Over the course of a couple of years, Scheynius shot an assortment of different sculptures, not keeping track of who created them or where she found them, just letting herself be guided by impulse and gut instinct. She then put the exposed rolls back in her camera and shot them again against her body at home. After testing the method out a few times, Scheynius recognised the poetic potential of the project. “I was blown away by a couple of the images and had to dig further,” she says.

The result is a series of captivating, visceral photographs; a palimpsest of bodies where flesh, both stone and human, unrelated except by chance and circumstance, become interwoven, competing with and infiltrating each other. Tongues graze feet, hands grab hips, wings protrude from shoulders. Some of the photographs align so perfectly, creating images so beautiful, it’s astonishing to think they were an accident.

“I am not completely unfamiliar with giving up control as I always shoot with film, and I have shot self portraits with a tripod for many years, so I know the feeling of not knowing what the image will look like when the shutter goes off,” Scheynius says. “But this is so much more of an accident than that. In the end I facilitated them happening, but chance played such a big part in it too.”

Alongside the images, Touching features, for the first time, narrative about the photographs from Scheynius, who in the past has been steadfast in refusing explanation about the meaning or message of her work. Weaved throughout the book, the dreamy vignettes both extend and illuminate the images, offering details about the process alongside deeper reflection about the nature of the work. “I can’t say why now felt like the right time when I have been so hesitant in the past. And I can’t say it was an easy process either,” she says. “But ultimately I think it adds another layer to the images and opens a window for the viewer without taking away the magic.”

One of the questions Scheynius explores in the narrative concerns self-portraiture, which over the years has been a central part of her oeuvre. Writing that she doesn’t always like doing it nor does she always like what she sees, particularly as she gets older, Scheynius grapples with why she has taken all of these photographs of herself and who has she done it for. “Is it healing or the opposite or neither,” she asks.

“I get a certain kick out of doing it, almost a high sometimes. It’s like dancing,” she offers on why she feels compelled to keep taking self-portraits despite the conflicting emotions. “Sharing and creating are very different things though, and why I feel the need to keep sharing I am not sure of, and sometimes I waver here.” But ultimately, she says, the feedback she receives from people confirms the importance of sharing vulnerability.

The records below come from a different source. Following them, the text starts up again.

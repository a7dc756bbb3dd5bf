//! HTTP clip download
//!
//! Runs on the resource's worker thread. A small single-threaded tokio runtime
//! drives reqwest, and the stop flag is checked between body chunks so a
//! released resource stops downloading promptly.

use std::sync::atomic::{AtomicBool, Ordering};
use std::time::Duration;
use tracing::debug;
use url::Url;

use crate::error::{AudioError, Result};

/// Download a clip
///
/// Returns `Ok(None)` if `stop` was raised before the body was complete.
///
/// # Errors
/// Returns an error on connection failure, timeout, or a non-success status.
pub fn fetch_clip(url: &Url, timeout: Duration, stop: &AtomicBool) -> Result<Option<Vec<u8>>> {
    let runtime = tokio::runtime::Builder::new_current_thread()
        .enable_all()
        .build()
        .map_err(|e| AudioError::Network(format!("Failed to create runtime: {}", e)))?;

    runtime.block_on(fetch_async(url, timeout, stop))
}

async fn fetch_async(url: &Url, timeout: Duration, stop: &AtomicBool) -> Result<Option<Vec<u8>>> {
    let client = reqwest::Client::builder().timeout(timeout).build()?;

    let mut response = client.get(url.clone()).send().await?;
    let status = response.status();
    if !status.is_success() {
        return Err(AudioError::HttpStatus(status.as_u16()));
    }

    let mut body = Vec::with_capacity(response.content_length().unwrap_or(0) as usize);
    while let Some(chunk) = response.chunk().await? {
        if stop.load(Ordering::Relaxed) {
            debug!(url = %url, "Download abandoned");
            return Ok(None);
        }
        body.extend_from_slice(&chunk);
    }

    debug!(url = %url, bytes = body.len(), "Clip downloaded");
    Ok(Some(body))
}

Where she shares this vulnerability, however, has shifted over the years. Having started out her photography career on sites like Tumblr and Flickr – where her work swiftly attracted a large fan base – she has recently grown disillusioned with social media. She finds Instagram’s commercialisation and censorship of art, as well as its failure to protect artists, particularly troubling. It’s one of the reasons she turned her gaze back centuries and found herself drawn to classical art and ancient sculpture.

“For me personally, I have hit a sort of wall with social media and I’m trying to rethink how and why I use it,” she says. “I do feel in my community that there is a strong urge to find an alternative. I recently started a substack account where I share unseen work with a small audience and that feels really right for me at the moment.” 

Touching by Lina Scheynius will be published by JBE Books in January 2022.